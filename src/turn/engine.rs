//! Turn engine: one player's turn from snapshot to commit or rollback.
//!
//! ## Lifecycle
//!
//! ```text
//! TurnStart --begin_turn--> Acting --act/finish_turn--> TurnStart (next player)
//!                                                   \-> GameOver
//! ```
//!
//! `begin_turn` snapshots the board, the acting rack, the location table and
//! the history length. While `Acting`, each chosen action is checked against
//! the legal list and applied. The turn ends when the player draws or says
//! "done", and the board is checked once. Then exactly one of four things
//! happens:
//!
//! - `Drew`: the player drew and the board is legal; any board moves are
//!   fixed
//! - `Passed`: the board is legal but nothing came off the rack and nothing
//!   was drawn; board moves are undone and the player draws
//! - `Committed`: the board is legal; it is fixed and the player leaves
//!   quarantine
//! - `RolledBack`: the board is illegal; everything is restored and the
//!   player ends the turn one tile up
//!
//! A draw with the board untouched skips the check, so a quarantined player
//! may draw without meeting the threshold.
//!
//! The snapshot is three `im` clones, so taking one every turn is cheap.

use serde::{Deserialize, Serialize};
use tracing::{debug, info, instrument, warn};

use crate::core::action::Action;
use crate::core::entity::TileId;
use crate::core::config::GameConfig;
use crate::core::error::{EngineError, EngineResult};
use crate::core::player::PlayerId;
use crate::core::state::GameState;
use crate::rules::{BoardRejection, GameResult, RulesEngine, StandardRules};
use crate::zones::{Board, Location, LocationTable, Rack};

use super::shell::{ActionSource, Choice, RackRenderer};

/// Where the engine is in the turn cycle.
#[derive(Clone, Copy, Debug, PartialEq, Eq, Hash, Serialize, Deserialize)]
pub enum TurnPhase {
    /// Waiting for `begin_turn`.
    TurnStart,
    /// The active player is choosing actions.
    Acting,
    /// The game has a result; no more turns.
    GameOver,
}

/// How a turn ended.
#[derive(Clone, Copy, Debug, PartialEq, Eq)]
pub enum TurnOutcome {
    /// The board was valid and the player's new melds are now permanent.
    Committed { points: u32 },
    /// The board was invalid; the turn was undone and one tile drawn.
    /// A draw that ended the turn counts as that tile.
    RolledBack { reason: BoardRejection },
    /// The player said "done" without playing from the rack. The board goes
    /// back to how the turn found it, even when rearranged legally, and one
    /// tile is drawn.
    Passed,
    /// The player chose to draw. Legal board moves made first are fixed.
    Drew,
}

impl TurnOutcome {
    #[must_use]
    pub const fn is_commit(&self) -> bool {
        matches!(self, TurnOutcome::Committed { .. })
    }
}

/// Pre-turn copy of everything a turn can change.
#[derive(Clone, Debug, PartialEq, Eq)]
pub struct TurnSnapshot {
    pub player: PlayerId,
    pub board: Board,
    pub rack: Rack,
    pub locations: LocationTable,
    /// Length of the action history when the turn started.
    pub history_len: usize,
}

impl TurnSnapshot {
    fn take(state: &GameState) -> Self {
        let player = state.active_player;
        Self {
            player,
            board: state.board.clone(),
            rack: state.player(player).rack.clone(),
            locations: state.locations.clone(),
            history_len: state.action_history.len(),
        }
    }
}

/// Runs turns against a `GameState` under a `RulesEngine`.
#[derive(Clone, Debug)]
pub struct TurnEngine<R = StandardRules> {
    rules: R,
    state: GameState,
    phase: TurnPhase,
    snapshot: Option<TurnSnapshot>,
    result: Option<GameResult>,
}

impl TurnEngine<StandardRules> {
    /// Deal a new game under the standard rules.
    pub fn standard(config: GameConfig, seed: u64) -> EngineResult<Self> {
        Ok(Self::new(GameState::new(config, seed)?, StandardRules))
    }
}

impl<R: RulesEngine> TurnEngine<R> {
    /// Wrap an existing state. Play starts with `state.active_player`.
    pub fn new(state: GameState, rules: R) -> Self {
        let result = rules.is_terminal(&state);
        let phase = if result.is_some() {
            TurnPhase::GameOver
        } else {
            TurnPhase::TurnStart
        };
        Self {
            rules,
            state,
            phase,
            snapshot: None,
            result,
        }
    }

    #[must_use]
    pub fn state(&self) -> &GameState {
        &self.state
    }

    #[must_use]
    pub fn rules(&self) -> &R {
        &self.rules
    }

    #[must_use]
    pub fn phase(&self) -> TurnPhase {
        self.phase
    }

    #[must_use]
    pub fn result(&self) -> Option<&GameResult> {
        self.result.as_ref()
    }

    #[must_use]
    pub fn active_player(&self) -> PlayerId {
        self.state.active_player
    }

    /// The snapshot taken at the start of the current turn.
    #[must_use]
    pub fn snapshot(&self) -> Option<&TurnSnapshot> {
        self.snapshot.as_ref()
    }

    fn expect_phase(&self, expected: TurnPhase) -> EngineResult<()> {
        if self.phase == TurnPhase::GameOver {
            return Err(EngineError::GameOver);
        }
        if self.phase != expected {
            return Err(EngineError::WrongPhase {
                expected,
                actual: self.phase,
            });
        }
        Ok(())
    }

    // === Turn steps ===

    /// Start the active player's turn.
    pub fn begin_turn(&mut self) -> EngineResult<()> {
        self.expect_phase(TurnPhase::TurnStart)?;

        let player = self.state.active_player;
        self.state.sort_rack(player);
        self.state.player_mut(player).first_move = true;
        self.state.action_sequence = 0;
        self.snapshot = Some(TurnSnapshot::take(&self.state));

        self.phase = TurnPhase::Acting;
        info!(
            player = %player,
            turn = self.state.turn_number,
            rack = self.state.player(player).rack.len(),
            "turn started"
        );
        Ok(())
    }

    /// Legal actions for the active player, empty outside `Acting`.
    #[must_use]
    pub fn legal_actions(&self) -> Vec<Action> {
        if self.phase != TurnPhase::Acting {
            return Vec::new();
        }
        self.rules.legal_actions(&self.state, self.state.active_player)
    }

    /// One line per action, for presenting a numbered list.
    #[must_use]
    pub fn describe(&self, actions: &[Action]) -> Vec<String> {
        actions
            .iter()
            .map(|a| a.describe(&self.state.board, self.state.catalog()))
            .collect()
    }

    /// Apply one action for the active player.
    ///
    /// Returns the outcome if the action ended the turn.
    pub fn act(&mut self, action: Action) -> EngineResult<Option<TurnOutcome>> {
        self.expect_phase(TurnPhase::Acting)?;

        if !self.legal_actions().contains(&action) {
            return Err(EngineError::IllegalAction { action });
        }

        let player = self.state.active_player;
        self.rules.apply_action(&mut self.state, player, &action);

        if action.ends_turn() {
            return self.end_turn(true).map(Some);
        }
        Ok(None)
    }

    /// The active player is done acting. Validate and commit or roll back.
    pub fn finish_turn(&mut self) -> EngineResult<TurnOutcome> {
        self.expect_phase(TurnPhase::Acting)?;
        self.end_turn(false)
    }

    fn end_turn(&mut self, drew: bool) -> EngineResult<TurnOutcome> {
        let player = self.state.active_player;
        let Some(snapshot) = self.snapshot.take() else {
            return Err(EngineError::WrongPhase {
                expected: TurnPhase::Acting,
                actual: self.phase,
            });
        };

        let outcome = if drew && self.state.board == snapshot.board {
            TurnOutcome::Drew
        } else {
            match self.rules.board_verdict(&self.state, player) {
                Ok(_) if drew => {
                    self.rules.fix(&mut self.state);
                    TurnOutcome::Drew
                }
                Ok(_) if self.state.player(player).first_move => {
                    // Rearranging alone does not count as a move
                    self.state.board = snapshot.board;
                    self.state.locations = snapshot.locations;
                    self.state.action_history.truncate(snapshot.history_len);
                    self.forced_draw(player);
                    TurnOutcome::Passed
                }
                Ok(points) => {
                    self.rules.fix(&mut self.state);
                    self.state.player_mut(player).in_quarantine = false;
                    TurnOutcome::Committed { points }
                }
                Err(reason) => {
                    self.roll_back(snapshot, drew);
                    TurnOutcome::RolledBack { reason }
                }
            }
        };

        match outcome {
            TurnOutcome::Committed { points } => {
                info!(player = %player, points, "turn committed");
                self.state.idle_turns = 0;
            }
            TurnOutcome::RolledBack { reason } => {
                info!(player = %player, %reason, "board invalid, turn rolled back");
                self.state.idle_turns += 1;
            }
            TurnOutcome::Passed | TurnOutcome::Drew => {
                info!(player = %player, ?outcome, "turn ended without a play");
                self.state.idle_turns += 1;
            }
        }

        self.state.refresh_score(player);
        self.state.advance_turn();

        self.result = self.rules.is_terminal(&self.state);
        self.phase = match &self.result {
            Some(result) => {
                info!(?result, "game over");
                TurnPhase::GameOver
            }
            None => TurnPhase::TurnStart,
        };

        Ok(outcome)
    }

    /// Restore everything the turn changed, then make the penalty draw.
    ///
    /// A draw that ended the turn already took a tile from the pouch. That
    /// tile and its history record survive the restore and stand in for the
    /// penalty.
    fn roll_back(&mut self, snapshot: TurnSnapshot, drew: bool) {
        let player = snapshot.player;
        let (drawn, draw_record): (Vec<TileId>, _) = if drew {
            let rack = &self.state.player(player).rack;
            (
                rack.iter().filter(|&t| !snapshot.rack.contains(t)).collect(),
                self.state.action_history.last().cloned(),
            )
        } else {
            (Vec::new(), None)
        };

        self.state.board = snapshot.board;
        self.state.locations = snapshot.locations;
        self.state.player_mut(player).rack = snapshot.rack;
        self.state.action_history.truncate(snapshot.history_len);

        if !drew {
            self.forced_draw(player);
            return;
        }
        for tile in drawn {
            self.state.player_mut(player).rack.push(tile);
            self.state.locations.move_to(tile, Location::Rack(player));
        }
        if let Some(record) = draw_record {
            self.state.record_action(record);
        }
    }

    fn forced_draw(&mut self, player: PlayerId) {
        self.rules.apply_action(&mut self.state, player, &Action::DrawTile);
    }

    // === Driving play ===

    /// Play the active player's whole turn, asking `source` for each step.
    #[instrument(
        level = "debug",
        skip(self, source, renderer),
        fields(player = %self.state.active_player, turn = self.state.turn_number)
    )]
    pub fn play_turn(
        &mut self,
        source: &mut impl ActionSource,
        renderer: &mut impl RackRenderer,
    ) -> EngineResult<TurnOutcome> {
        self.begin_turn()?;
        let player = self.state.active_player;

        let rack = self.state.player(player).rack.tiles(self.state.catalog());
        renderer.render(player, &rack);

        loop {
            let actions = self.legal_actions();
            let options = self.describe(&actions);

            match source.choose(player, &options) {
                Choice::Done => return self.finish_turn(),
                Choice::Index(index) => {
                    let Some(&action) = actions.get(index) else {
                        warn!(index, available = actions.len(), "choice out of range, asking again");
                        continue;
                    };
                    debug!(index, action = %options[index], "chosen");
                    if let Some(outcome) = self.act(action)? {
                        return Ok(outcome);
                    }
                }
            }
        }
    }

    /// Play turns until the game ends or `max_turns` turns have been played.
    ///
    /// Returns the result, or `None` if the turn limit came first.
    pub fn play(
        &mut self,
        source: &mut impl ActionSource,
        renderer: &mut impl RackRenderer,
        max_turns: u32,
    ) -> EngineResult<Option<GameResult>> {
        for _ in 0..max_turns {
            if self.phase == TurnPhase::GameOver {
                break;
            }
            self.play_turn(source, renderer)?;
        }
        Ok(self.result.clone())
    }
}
++++++++
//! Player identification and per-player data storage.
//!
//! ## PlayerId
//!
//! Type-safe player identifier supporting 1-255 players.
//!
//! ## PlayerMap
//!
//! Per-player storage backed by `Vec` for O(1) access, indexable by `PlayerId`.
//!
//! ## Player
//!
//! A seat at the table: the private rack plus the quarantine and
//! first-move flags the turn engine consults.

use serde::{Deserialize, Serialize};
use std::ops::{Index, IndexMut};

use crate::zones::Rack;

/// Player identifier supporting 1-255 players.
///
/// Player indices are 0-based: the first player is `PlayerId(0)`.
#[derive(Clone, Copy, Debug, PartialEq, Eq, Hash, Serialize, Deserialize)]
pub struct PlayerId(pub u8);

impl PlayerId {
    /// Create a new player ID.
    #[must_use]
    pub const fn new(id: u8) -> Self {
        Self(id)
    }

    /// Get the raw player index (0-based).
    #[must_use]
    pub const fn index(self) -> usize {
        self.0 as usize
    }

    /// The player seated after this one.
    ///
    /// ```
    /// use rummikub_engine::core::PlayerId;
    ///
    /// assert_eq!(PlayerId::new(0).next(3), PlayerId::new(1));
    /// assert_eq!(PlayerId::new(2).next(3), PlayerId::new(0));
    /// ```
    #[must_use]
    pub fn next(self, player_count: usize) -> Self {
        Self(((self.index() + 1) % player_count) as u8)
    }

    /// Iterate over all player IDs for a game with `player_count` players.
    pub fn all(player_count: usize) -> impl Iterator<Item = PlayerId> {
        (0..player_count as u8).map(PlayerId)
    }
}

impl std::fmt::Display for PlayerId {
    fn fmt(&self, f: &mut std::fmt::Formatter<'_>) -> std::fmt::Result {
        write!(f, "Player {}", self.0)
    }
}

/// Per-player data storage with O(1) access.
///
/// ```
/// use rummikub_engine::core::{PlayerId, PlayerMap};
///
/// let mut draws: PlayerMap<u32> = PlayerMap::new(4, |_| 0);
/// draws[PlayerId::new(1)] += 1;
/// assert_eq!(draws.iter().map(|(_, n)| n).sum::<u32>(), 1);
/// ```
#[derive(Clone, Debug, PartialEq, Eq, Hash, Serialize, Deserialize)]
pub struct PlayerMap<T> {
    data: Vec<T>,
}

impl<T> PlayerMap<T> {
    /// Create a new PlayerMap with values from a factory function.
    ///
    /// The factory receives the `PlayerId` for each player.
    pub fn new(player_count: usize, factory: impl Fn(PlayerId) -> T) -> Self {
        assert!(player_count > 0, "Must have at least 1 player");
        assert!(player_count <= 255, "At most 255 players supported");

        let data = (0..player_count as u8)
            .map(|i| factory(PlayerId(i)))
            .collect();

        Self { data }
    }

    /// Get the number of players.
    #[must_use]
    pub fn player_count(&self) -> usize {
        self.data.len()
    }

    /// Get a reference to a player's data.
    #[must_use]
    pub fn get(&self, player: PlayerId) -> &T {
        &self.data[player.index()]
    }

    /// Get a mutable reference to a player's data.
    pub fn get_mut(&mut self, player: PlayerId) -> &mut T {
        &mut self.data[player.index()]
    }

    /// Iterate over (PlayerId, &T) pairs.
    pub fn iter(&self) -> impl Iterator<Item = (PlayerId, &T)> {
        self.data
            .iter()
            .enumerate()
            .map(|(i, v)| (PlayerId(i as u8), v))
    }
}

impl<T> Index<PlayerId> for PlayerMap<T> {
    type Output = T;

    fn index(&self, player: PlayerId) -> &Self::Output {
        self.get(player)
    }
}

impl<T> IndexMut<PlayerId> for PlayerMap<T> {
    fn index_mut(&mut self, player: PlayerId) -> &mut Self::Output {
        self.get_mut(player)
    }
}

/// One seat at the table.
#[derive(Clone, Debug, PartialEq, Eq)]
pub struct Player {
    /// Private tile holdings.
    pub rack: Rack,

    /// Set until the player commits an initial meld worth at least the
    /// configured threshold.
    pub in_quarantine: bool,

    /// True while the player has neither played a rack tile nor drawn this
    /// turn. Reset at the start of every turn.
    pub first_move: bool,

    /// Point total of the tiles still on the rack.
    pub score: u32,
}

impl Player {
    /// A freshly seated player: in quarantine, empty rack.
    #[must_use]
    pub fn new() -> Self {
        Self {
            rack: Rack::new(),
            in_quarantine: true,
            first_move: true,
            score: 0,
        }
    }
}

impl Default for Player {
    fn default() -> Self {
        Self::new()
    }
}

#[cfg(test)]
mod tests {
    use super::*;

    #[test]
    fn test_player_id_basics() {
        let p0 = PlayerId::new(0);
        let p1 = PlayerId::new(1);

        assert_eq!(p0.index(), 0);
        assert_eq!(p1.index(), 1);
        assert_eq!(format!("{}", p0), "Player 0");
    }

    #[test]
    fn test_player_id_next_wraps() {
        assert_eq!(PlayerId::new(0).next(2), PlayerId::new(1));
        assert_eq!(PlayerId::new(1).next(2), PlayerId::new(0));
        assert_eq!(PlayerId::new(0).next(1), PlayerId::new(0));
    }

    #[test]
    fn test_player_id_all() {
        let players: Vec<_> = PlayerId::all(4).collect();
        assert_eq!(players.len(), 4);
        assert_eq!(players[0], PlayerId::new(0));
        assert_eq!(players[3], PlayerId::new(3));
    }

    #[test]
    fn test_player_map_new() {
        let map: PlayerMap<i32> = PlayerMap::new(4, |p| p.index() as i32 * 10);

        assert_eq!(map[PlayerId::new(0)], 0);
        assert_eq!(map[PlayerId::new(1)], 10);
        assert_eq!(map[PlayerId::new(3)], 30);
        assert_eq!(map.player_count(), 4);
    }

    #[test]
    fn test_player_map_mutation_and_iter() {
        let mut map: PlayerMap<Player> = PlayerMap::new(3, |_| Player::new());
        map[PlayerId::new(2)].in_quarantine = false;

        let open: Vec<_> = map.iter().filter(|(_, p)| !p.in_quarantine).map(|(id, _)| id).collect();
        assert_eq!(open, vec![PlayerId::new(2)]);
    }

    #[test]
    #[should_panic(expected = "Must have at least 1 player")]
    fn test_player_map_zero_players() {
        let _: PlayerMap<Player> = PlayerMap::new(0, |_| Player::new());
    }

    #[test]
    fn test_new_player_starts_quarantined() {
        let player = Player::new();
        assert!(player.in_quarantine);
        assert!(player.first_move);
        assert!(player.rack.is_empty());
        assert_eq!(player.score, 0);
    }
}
++++++++
**Description of the task:** Every line in the records above with the string "under" in it should be shown.

**Solution for this task:**
/// Runs turns against a `GameState` under a `RulesEngine`.
    /// Deal a new game under the standard rules.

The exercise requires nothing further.